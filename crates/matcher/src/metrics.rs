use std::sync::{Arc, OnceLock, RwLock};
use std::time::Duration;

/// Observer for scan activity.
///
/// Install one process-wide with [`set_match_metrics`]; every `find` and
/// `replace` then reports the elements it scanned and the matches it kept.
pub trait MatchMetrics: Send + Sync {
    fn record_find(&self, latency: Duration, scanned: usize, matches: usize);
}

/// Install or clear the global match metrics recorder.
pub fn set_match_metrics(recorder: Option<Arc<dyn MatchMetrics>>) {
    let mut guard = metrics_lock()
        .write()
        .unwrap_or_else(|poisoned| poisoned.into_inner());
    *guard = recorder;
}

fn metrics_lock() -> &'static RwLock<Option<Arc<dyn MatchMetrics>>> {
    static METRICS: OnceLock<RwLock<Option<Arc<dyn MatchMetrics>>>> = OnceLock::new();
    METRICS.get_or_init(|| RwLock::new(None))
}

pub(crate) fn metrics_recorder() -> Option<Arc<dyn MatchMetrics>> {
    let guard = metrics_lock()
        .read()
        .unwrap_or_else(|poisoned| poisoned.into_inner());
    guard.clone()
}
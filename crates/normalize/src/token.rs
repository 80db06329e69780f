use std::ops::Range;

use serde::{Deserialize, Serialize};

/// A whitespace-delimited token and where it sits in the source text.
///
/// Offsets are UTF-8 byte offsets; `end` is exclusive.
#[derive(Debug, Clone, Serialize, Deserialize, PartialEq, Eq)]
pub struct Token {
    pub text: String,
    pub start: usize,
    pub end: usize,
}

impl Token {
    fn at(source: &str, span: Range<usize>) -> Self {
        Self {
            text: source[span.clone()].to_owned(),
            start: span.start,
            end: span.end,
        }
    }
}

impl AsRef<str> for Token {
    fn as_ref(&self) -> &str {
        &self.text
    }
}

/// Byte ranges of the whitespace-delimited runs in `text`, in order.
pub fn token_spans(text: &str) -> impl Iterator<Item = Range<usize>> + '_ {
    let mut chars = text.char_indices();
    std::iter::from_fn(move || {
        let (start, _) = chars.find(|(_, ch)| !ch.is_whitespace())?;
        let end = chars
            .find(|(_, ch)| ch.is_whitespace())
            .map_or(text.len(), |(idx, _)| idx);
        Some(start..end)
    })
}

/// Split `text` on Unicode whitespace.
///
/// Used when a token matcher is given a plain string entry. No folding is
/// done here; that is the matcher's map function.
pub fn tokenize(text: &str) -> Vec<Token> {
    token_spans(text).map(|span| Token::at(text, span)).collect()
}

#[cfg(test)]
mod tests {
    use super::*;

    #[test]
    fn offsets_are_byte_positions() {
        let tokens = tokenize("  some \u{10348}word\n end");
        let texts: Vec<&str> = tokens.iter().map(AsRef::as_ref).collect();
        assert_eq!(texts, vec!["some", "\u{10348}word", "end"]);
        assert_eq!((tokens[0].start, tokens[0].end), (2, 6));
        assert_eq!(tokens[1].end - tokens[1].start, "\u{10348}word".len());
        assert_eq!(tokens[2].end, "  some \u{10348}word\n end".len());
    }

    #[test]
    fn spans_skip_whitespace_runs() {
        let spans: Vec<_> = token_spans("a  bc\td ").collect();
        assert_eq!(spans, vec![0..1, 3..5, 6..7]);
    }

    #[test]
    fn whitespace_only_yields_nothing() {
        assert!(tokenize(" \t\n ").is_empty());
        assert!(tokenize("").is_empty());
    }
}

◆ ◆ ◆ ◆ ◆

Activity: What do the lines of the material read, from the first through the line with "pub trait MatchMetrics: Send"? Transcribe them exactly and stop there.

Result below:
filename crates/matcher/src/metrics.rs
use std::sync::{Arc, OnceLock, RwLock};
use std::time::Duration;

/// Observer for scan activity.
///
/// Install one process-wide with [`set_match_metrics`]; every `find` and
/// `replace` then reports the elements it scanned and the matches it kept.
pub trait MatchMetrics: Send + Sync {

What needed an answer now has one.